Marx’s conception of alienation took in only the negative possibilities of dislocation. That Marx missed what Shklovsky divined is strange, given that it was Marx’s own estrangement from bourgeois society that made it possible for him to pursue his lifelong work devoted to building a better society. Within the psychological community, few beyond Wilhelm Reich have given due importance to a sense of wonder in living as a matter inextricably bound up with individual and political freedoms.

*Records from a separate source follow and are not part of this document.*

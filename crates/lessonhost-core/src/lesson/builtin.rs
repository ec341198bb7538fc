//! The lessons shipped with lessonhost.

use std::collections::BTreeSet;

use anyhow::Result;
use async_trait::async_trait;

use super::{GroupOrder, Lesson, LessonDescriptor, LessonRegistry, RegistryError};

impl LessonRegistry {
    /// Build the registry of shipped lessons.
    pub fn builtin() -> Result<Self, RegistryError> {
        let mut registry = Self::new();
        registry.register(HelloWorkshop::new())?;
        registry.register(Echo::new())?;
        registry.register(SentenceStats::new())?;
        registry.register(Exercise::new(
            1,
            GroupOrder::new(1, 8),
            "Apply what you've learned in the previous lessons to build an agent \
             that can analyze sentences.",
            "Enter a sentence for Exercise 1 to analyze:",
        ))?;
        registry.register(Exercise::new(
            3,
            GroupOrder::new(2, 31),
            "Combine several evaluators over the same response and compare \
             their verdicts.",
            "Enter your input for Exercise 3:",
        ))?;
        registry.register(Exercise::new(
            4,
            GroupOrder::new(3, 4),
            "Generate a report of your evaluation runs, saved locally on disk.",
            "Enter your input for Exercise 4:",
        ))?;
        Ok(registry)
    }
}

// ---------------------------------------------------------------------------
// Hello Workshop
// ---------------------------------------------------------------------------

/// Smoke-test lesson: takes no input and returns a fixed markdown greeting.
pub struct HelloWorkshop {
    descriptor: LessonDescriptor,
}

impl HelloWorkshop {
    pub fn new() -> Self {
        Self {
            descriptor: LessonDescriptor::new("hello", "Hello Workshop", GroupOrder::new(0, 1)),
        }
    }
}

impl Default for HelloWorkshop {
    fn default() -> Self {
        Self::new()
    }
}

#[async_trait]
impl Lesson for HelloWorkshop {
    fn descriptor(&self) -> &LessonDescriptor {
        &self.descriptor
    }

    async fn run(&self, _input: &str) -> Result<String> {
        Ok("# Hello World\n\
            We just ran a lesson in a separate worker process and handed its \
            result back to the control plane.\n\n\
            Check the **console** output and the structured **logs** to follow \
            the handoff."
            .to_string())
    }
}

// ---------------------------------------------------------------------------
// Echo
// ---------------------------------------------------------------------------

/// Returns the input, tagged as processed.
pub struct Echo {
    descriptor: LessonDescriptor,
}

impl Echo {
    pub fn new() -> Self {
        Self {
            descriptor: LessonDescriptor::new("echo", "Echo", GroupOrder::new(1, 1)).needs_input(),
        }
    }
}

impl Default for Echo {
    fn default() -> Self {
        Self::new()
    }
}

#[async_trait]
impl Lesson for Echo {
    fn descriptor(&self) -> &LessonDescriptor {
        &self.descriptor
    }

    async fn run(&self, input: &str) -> Result<String> {
        Ok(format!("Processed: {input}"))
    }
}

// ---------------------------------------------------------------------------
// Sentence Stats
// ---------------------------------------------------------------------------

/// Counts words, unique words and vowels in a sentence.
pub struct SentenceStats {
    descriptor: LessonDescriptor,
}

impl SentenceStats {
    pub fn new() -> Self {
        Self {
            descriptor: LessonDescriptor::new(
                "sentence-stats",
                "Sentence Stats",
                GroupOrder::new(1, 2),
            )
            .needs_input()
            .informational(
                "Sentence Stats",
                "This lesson answers simple questions about a sentence: how many \
                 words it has, how many of them are unique, and how many vowels \
                 it contains.",
            )
            .input_prompt("Sentence", "Enter a sentence to analyze:"),
        }
    }
}

impl Default for SentenceStats {
    fn default() -> Self {
        Self::new()
    }
}

/// Word, unique-word and vowel counts for a piece of text.
#[derive(Debug, Clone, Copy, PartialEq, Eq)]
pub struct TextStats {
    pub words: usize,
    pub unique_words: usize,
    pub vowels: usize,
}

impl TextStats {
    pub fn of(text: &str) -> Self {
        let words: Vec<String> = text
            .split_whitespace()
            .map(|w| {
                w.trim_matches(|c: char| !c.is_alphanumeric())
                    .to_lowercase()
            })
            .filter(|w| !w.is_empty())
            .collect();
        let unique: BTreeSet<&str> = words.iter().map(String::as_str).collect();
        let vowels = text
            .chars()
            .filter(|c| matches!(c.to_ascii_lowercase(), 'a' | 'e' | 'i' | 'o' | 'u'))
            .count();
        Self {
            words: words.len(),
            unique_words: unique.len(),
            vowels,
        }
    }
}

#[async_trait]
impl Lesson for SentenceStats {
    fn descriptor(&self) -> &LessonDescriptor {
        &self.descriptor
    }

    async fn run(&self, input: &str) -> Result<String> {
        if input.trim().is_empty() {
            anyhow::bail!("cannot analyze an empty sentence");
        }
        let stats = TextStats::of(input);
        Ok(format!(
            "## Sentence Stats\n\n\
             | Measure | Count |\n\
             |---|---|\n\
             | Words | {} |\n\
             | Unique words | {} |\n\
             | Vowels | {} |\n",
            stats.words, stats.unique_words, stats.vowels
        ))
    }
}

// ---------------------------------------------------------------------------
// Exercises
// ---------------------------------------------------------------------------

/// Placeholder for a hands-on exercise the attendee fills in.
pub struct Exercise {
    number: u32,
    descriptor: LessonDescriptor,
}

impl Exercise {
    pub fn new(number: u32, order: GroupOrder, briefing: &str, prompt: &str) -> Self {
        let descriptor = LessonDescriptor::new(
            format!("exercise-{number}"),
            format!("EXERCISE {number}"),
            order,
        )
        .needs_input()
        .informational(
            format!("Exercise {number}"),
            format!("This is an exercise lesson. {briefing}"),
        )
        .input_prompt(format!("Exercise {number} - Input"), prompt);
        Self { number, descriptor }
    }
}

#[async_trait]
impl Lesson for Exercise {
    fn descriptor(&self) -> &LessonDescriptor {
        &self.descriptor
    }

    async fn run(&self, input: &str) -> Result<String> {
        Ok(format!("Exercise {} placeholder. Input: {input}", self.number))
    }
}

#[cfg(test)]
mod tests {
    use super::*;

    #[test]
    fn builtin_registry_is_valid_and_sorted() {
        let registry = LessonRegistry::builtin().unwrap();
        let descriptors = registry.discover();
        assert_eq!(descriptors.len(), 6);
        assert_eq!(descriptors[0].display_name, "Hello Workshop");
        assert!(
            descriptors
                .windows(2)
                .all(|w| w[0].group_order <= w[1].group_order)
        );
    }

    #[test]
    fn hello_needs_no_input() {
        let registry = LessonRegistry::builtin().unwrap();
        assert!(!registry.descriptor("hello workshop").unwrap().needs_input);
        assert!(registry.descriptor("Echo").unwrap().needs_input);
    }

    #[tokio::test]
    async fn echo_processes_input() {
        let out = Echo::new().run("hi").await.unwrap();
        assert_eq!(out, "Processed: hi");
    }

    #[test]
    fn text_stats_counts() {
        let stats = TextStats::of("The cat saw the other cat!");
        assert_eq!(stats.words, 6);
        assert_eq!(stats.unique_words, 4);
        assert_eq!(stats.vowels, 7);
    }

    #[tokio::test]
    async fn sentence_stats_rejects_blank_input() {
        let err = SentenceStats::new().run("   ").await.unwrap_err();
        assert!(err.to_string().contains("empty sentence"));
    }

    #[tokio::test]
    async fn exercise_placeholder_mentions_input() {
        let lesson = Exercise::new(4, GroupOrder::new(3, 4), "x", "y");
        assert_eq!(lesson.descriptor().display_name, "EXERCISE 4");
        let out = lesson.run("draft").await.unwrap();
        assert_eq!(out, "Exercise 4 placeholder. Input: draft");
    }
}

There are many more examples than Marx of how estrangement may work in a positive direction. Estrangement lies at the heart of comedy, in which a portion of the world is first made strange (defamiliarised) and later returned (familiarised) with a punchline. It’s also at the heart of all creative opposition and resistance, working to undermine a taken-for-granted ‘truth’. Irony and satire have long been recognised as means of speaking to power. Yet in official psychological discourse, these are entirely absent… a form of emotionless parlance has been taken as a byword for truth and objectivity.

Boym’s and Shklovsky’s readings of estrangement are reminders that there are political options other than surrender or defeat. Unlike the favoured motif of dystopian science fiction, resistance is not ‘futile’ (a position echoed in recent work by Haslam and Reicher, 2012). Boym (2012, p.8) reflects that ‘we have to do what it takes to exercise the modicum of freedom – defined by Hannah Arendt as a “miracle of infinite improbability” that occurs regularly in the public world’. If one of the principal functions of art is to disrupt the existing order (see Smoliarova, 2006), then art is central to politics, dissent, participation and change. In an off-modern slant it could become central to a form of psychology where the emphasis has moved away from the measurement of what is or what purports to be, towards a study and practice in which people, their humanity, expression, needs and desires are paramount – a psychology that estranges the status quo and challenges the dehumanising automation of life. Arendt (1998, p.7) reminds us that ‘all aspects of the human condition are somehow related to politics’. This, of necessity, must include the psychological. It points to the possibility of a psychology of cheerful resistance imbued with an ‘intellectual imagination… freed from its current imprisonment’ (Haslam & Reicher, 2012, p.174).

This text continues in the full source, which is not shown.